• _Task item_
Looking at the data below, how many lines include the word "author"? Respond with the number only.

** Material shown follows **

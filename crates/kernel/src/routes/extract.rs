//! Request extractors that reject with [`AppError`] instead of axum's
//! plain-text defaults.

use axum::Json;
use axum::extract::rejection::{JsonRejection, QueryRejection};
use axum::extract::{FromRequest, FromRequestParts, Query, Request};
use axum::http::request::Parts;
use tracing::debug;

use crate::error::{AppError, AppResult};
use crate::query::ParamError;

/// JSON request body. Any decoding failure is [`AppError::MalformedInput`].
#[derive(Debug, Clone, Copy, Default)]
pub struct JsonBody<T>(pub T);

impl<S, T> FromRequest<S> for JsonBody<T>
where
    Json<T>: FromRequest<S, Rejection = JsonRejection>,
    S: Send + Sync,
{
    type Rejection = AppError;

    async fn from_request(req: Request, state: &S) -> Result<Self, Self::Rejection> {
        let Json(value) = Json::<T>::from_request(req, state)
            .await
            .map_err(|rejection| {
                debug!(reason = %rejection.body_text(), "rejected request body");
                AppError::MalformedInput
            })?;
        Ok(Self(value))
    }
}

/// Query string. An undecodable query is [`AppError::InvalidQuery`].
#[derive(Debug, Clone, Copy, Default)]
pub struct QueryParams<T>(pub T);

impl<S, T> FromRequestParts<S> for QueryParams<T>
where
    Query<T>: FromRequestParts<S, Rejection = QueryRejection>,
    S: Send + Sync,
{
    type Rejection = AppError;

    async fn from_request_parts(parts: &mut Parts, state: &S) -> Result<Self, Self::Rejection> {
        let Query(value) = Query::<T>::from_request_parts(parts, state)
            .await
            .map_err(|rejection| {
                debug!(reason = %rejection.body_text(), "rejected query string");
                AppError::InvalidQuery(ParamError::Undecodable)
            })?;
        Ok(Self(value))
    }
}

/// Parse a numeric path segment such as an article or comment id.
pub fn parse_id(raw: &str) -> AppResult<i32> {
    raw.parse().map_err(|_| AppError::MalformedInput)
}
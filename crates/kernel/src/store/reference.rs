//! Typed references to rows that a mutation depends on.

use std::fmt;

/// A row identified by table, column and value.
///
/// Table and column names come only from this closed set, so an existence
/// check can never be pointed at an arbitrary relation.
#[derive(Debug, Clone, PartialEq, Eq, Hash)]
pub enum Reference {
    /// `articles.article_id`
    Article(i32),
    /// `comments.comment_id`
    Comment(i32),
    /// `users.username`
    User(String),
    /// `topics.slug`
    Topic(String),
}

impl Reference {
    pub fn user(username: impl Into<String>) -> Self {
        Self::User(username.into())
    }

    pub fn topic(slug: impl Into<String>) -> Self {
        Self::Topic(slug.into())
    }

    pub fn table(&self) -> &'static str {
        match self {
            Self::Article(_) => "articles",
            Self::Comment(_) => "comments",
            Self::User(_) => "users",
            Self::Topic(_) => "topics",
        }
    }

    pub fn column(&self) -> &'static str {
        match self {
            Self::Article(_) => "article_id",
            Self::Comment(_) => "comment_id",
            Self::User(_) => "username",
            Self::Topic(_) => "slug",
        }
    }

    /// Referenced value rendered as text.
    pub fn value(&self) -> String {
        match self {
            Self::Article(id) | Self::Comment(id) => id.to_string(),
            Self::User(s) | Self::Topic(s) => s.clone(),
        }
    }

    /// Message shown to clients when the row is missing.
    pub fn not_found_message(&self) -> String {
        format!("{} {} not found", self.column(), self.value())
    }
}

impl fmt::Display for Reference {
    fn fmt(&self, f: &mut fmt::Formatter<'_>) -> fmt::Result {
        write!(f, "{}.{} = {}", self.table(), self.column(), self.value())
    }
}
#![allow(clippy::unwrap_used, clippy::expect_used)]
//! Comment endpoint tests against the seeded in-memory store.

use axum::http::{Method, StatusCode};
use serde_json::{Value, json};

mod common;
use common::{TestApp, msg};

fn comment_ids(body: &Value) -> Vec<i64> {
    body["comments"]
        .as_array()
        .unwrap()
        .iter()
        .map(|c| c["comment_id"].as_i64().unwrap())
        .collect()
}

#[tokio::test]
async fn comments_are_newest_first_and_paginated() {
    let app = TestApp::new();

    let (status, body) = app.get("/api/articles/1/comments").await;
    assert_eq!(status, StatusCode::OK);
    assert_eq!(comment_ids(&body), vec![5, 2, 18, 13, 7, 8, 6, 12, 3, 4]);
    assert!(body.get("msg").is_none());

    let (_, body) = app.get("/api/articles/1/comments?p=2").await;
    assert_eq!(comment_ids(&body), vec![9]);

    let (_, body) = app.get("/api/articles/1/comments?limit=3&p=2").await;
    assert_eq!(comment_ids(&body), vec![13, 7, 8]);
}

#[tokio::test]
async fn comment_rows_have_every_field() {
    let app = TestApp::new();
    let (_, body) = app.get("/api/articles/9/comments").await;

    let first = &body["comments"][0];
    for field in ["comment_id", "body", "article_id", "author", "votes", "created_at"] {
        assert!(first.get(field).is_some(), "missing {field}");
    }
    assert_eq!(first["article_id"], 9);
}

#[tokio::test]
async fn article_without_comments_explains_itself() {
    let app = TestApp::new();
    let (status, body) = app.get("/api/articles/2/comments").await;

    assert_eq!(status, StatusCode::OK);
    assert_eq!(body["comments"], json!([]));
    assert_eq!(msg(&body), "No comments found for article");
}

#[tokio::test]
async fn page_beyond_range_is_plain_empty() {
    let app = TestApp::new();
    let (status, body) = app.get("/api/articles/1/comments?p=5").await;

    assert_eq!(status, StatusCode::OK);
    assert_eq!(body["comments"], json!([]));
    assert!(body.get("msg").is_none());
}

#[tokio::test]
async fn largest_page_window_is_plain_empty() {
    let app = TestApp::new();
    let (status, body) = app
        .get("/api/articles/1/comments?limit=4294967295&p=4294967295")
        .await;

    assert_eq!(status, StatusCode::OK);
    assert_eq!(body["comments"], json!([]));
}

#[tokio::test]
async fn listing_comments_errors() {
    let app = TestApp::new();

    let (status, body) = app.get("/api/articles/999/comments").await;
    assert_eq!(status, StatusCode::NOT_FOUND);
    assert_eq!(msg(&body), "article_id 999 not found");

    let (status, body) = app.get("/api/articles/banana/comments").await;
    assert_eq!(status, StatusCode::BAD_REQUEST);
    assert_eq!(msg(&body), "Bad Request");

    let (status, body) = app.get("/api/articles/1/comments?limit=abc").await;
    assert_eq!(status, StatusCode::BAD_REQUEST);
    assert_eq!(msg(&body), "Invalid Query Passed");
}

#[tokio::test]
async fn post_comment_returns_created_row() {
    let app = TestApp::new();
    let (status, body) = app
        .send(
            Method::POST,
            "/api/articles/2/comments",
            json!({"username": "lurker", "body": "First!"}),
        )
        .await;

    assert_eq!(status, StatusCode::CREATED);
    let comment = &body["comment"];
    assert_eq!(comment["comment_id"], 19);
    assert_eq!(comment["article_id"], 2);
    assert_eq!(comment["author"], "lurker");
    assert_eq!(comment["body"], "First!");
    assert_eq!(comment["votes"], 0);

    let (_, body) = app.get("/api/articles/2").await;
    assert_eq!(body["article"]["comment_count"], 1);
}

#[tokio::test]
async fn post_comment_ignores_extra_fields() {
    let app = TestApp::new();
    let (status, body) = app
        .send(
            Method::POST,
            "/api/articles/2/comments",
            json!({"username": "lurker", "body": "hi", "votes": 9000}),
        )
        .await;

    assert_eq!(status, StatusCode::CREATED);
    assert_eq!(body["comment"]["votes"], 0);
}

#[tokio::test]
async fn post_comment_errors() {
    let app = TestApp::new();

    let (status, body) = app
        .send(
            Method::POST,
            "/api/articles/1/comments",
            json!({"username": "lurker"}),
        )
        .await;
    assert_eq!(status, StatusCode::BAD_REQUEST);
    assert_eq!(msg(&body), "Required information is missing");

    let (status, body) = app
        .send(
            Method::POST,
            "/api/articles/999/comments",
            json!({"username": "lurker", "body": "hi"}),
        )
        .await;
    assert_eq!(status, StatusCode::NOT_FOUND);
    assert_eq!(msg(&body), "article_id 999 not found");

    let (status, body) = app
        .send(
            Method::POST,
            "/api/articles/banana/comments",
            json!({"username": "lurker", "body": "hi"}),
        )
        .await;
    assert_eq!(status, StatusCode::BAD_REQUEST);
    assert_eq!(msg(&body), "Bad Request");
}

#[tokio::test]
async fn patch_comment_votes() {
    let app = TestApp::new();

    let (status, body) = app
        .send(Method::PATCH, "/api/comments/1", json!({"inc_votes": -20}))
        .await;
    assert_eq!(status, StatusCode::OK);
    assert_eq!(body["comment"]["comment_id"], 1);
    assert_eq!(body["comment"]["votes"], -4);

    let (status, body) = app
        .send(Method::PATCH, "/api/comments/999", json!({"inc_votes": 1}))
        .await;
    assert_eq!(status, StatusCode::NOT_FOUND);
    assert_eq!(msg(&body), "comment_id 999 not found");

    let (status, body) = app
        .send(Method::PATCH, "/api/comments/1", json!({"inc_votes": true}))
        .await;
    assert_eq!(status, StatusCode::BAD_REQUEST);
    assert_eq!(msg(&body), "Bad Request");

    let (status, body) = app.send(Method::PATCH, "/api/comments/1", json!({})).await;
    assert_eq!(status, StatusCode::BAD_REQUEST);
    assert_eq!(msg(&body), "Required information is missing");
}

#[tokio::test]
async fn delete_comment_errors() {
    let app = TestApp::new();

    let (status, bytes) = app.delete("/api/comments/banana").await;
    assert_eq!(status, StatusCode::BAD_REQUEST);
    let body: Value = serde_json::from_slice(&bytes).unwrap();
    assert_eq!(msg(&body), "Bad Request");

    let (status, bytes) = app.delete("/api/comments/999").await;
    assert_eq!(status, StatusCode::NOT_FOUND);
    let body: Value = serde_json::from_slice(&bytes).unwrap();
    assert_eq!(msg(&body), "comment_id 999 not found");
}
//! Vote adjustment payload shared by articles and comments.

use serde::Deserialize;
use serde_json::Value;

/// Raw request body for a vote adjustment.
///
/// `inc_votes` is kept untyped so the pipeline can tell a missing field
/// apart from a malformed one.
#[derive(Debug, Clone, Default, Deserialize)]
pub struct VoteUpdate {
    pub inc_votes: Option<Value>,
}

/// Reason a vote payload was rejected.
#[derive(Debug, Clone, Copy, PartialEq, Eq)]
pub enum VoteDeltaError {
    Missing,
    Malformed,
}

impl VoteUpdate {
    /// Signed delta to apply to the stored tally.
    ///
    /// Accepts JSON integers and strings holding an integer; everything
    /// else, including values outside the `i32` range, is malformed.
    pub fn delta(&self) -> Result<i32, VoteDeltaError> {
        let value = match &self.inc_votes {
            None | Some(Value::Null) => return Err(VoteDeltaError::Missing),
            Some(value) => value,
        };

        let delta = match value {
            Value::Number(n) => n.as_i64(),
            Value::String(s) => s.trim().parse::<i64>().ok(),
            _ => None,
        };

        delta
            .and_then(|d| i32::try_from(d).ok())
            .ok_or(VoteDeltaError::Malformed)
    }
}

** End of Material shown **

• _Exercise output_
2